I would buy replacement tweeters for the burnt out ones, from B & W.
 
P

peri

Audiophyte
Thanks for the reply.

Due to the age of the p4's, BnW no longer sell the tweeters - they have most other things in stock, but not tweeters or diaphragms for them.

Several threads I found suggested using Vifa OC25SC65-04 1" Textile Domes as replacements. I've ordered 2, but putting a £20 tweeter into a (when new) £700 cab just doesn't seem right to me.
 
TLS Guy

TLS Guy

Seriously, I have no life.
Thanks for the reply.

Due to the age of the p4's, BnW no longer sell the tweeters - they have most other things in stock, but not tweeters or diaphragms for them.

Several threads I found suggested using Vifa OC25SC65-04 1" Textile Domes as replacements. I've ordered 2, but putting a £20 tweeter into a (when new) £700 cab just doesn't seem right to me.
That tweeter will not work. It is a small tweeter with a resonance at 1380 kHz.
It is a high Qt tweeter also, so it can not be driven down through resonance.

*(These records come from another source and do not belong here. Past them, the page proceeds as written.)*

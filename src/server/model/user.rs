//! User domain models and parameters.
//!
//! Password hashes, refresh-token hashes and reset codes stay on the entity model inside the
//! auth service; the `User` domain model only carries profile data.

use std::{fmt, str::FromStr};

use chrono::{DateTime, NaiveDate, Utc};
use entity::user::Column;

use crate::{
    model::{
        auth::SignUpDto,
        user::{CreateUserDto, ProfileDto, RoleDto, UpdateUserDto, UserDto},
    },
    server::{
        collection::{CollectionProperties, Field},
        error::{internal::InternalError, AppError},
    },
};

/// Access role stored on each user.
#[derive(Debug, Clone, Copy, PartialEq, Eq, Default)]
pub enum Role {
    Admin,
    #[default]
    User,
}

impl Role {
    pub fn as_str(&self) -> &'static str {
        match self {
            Self::Admin => "admin",
            Self::User => "user",
        }
    }

    pub fn into_dto(self) -> RoleDto {
        match self {
            Self::Admin => RoleDto::Admin,
            Self::User => RoleDto::User,
        }
    }
}

impl From<RoleDto> for Role {
    fn from(dto: RoleDto) -> Self {
        match dto {
            RoleDto::Admin => Self::Admin,
            RoleDto::User => Self::User,
        }
    }
}

impl FromStr for Role {
    type Err = InternalError;

    fn from_str(value: &str) -> Result<Self, Self::Err> {
        match value {
            "admin" => Ok(Self::Admin),
            "user" => Ok(Self::User),
            other => Err(InternalError::InvalidRole(other.to_string())),
        }
    }
}

impl fmt::Display for Role {
    fn fmt(&self, f: &mut fmt::Formatter<'_>) -> fmt::Result {
        f.write_str(self.as_str())
    }
}

#[derive(Debug, Clone, PartialEq)]
pub struct User {
    pub id: i32,
    pub name: String,
    pub email: String,
    pub role: Role,
    pub date_of_birth: Option<NaiveDate>,
    pub gender: Option<String>,
    pub address: Option<String>,
    pub phone_number: Option<String>,
    pub created_at: DateTime<Utc>,
}

impl User {
    /// Converts an entity model to a user domain model at the repository boundary.
    ///
    /// # Returns
    /// - `Ok(User)` - The converted user domain model
    /// - `Err(AppError::InternalErr(InvalidRole))` - The stored role is not recognised
    pub fn from_entity(entity: entity::user::Model) -> Result<Self, AppError> {
        Ok(Self {
            id: entity.id,
            name: entity.name,
            email: entity.email,
            role: entity.role.parse()?,
            date_of_birth: entity.date_of_birth,
            gender: entity.gender,
            address: entity.address,
            phone_number: entity.phone_number,
            created_at: entity.created_at,
        })
    }

    pub fn is_admin(&self) -> bool {
        self.role == Role::Admin
    }

    pub fn into_dto(self) -> UserDto {
        UserDto {
            id: self.id,
            name: self.name,
            email: self.email,
            role: self.role.into_dto(),
            date_of_birth: self.date_of_birth,
            gender: self.gender,
            address: self.address,
            phone_number: self.phone_number,
            created_at: self.created_at,
        }
    }
}

/// The signed-in user's profile together with their favorite episode ids.
#[derive(Debug, Clone)]
pub struct Profile {
    pub user: User,
    pub favorite_episode_ids: Vec<i32>,
}

impl Profile {
    pub fn into_dto(self) -> ProfileDto {
        ProfileDto {
            user: self.user.into_dto(),
            favorite_episode_ids: self.favorite_episode_ids,
        }
    }
}

/// Parameters for inserting a user. `password` must already be hashed.
#[derive(Debug, Clone)]
pub struct CreateUserParams {
    pub name: String,
    pub email: String,
    pub password: String,
    pub role: Role,
    pub date_of_birth: Option<NaiveDate>,
    pub gender: Option<String>,
    pub address: Option<String>,
    pub phone_number: Option<String>,
}

impl CreateUserParams {
    /// Builds insert parameters from an admin request with the password already hashed.
    pub fn from_dto(dto: CreateUserDto, password_hash: String) -> Self {
        Self {
            name: dto.name,
            email: dto.email,
            password: password_hash,
            role: dto.role.map(Role::from).unwrap_or_default(),
            date_of_birth: dto.date_of_birth,
            gender: dto.gender,
            address: dto.address,
            phone_number: dto.phone_number,
        }
    }

    /// Self-registration always creates a regular user.
    pub fn from_sign_up(dto: SignUpDto, password_hash: String) -> Self {
        Self {
            name: dto.name,
            email: dto.email,
            password: password_hash,
            role: Role::User,
            date_of_birth: dto.date_of_birth,
            gender: dto.gender,
            address: dto.address,
            phone_number: dto.phone_number,
        }
    }
}

#[derive(Debug, Clone, Default)]
pub struct UpdateUserParams {
    pub id: i32,
    pub name: Option<String>,
    pub email: Option<String>,
    pub role: Option<Role>,
    pub date_of_birth: Option<NaiveDate>,
    pub gender: Option<String>,
    pub address: Option<String>,
    pub phone_number: Option<String>,
}

impl UpdateUserParams {
    pub fn from_dto(id: i32, dto: UpdateUserDto) -> Self {
        Self {
            id,
            name: dto.name,
            email: dto.email,
            role: dto.role.map(Role::from),
            date_of_birth: dto.date_of_birth,
            gender: dto.gender,
            address: dto.address,
            phone_number: dto.phone_number,
        }
    }
}

pub struct UserProperties;

impl CollectionProperties for UserProperties {
    type Entity = entity::prelude::User;

    const FIELDS: &'static [Field<Column>] = &[
        Field::text("name", Column::Name).folded(Column::NameSearch),
        Field::text("email", Column::Email),
        Field::text("role", Column::Role),
        Field::timestamp("created_at", Column::CreatedAt),
    ];

    fn id_column() -> Column {
        Column::Id
    }
}

#[cfg(test)]
mod tests {
    use super::*;

    #[test]
    fn role_round_trips_through_storage_string() {
        for role in [Role::Admin, Role::User] {
            assert_eq!(role.as_str().parse::<Role>().unwrap(), role);
        }
        assert!("owner".parse::<Role>().is_err());
    }
}
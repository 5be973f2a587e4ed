use thiserror::Error;

/// Errors raised while parsing collection query parameters.
///
/// All variants result in 400 Bad Request with the message returned to the client.
#[derive(Error, Debug, PartialEq)]
pub enum CollectionError {
    #[error("Filter must be a JSON object: {0}")]
    InvalidFilter(String),

    #[error("Unknown field '{0}'")]
    UnknownField(String),

    #[error("Field '{0}' cannot be filtered")]
    NotFilterable(String),

    #[error("Field '{0}' cannot be sorted")]
    NotSortable(String),

    #[error("Operator '{operator}' is not supported for field '{field}'")]
    UnsupportedOperator { field: String, operator: String },

    #[error("Invalid value for field '{field}': expected {expected}")]
    InvalidValue {
        field: String,
        expected: &'static str,
    },

    #[error("Limit must be between 1 and {max}, got {limit}")]
    InvalidLimit { limit: u64, max: u64 },

    #[error("Page {page} is out of range for limit {limit}")]
    InvalidPage { page: u64, limit: u64 },
}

That means it needs a second order filter at 6 kHz, or a third order filter at 4.5 kHz or a fourth order filter at 3 kHz. There is no way that will splice to those woofers precisely

The reviewer reports say the tweeter is harsh but break in. That is rubbish. They just learn to tolerate the harsh resonance peak at 1380 Hz, that is being caused by too low a crossover in the B & W speakers and crossover slopes that are too low.

The P4 uses a third order slope to the tweeter at 3 kHz.

There is also a severe sensitivity mismatch. You will need to modify the crossover to reduce the woofer tweeter output by 6db. Take out the crossover from the P4. You will find a 1.5 ohm resistor in series with the tweeter. Remove it and replace it with a 2 ohm wire wound resistor 10 watt. Now place a 6 ohm wire wound 10 watt resistor across the input of the Vifa Tweeter. That will give you optimal results from that tweeter. Without that L-pad I have designed for you it will sound really awful.
 
Last edited:
lsiberian

lsiberian

Audioholic Overlord
I can reverse engineer your box tuning if you can give me the dimensions of everything including the port, but lets not go buying tweeters just yet.
 
P

peri

Audiophyte
Ok, I cancelled the tweeter order - the guy on the phone became quite terse when I explained the comments that TLS Guy had given. (I had originally phoned to enquire about getting the components mentioned).

Anyway, I removed the original tweeters, took them to bits (easily accomplished) and removed all of the ferrofluid that I could get out (not that easy). It had solidified, acting more like glue than a lubricant. They now sound 300% better. I have no idea if they sound anything close to what was originally intended, but at least they are 'listenable' now.

@Isiberian
If you want a new desk made or your kitchen redecorated, I'm your man. Speaker talk ....... not so much so haha.

Do you mean that if I was to give you all internal and external dimensions of both sets of speakers you could design a cab suitable for combining then into what I originally intended? (Sorry if thats a stupid question).


And thank you both for your time - you've been far more helpful than I ever expected. :)
 
monkish54

monkish54

Audioholic General
Ok, I cancelled the tweeter order - the guy on the phone became quite terse when I explained the comments that TLS Guy had given. (I had originally phoned to enquire about getting the components mentioned).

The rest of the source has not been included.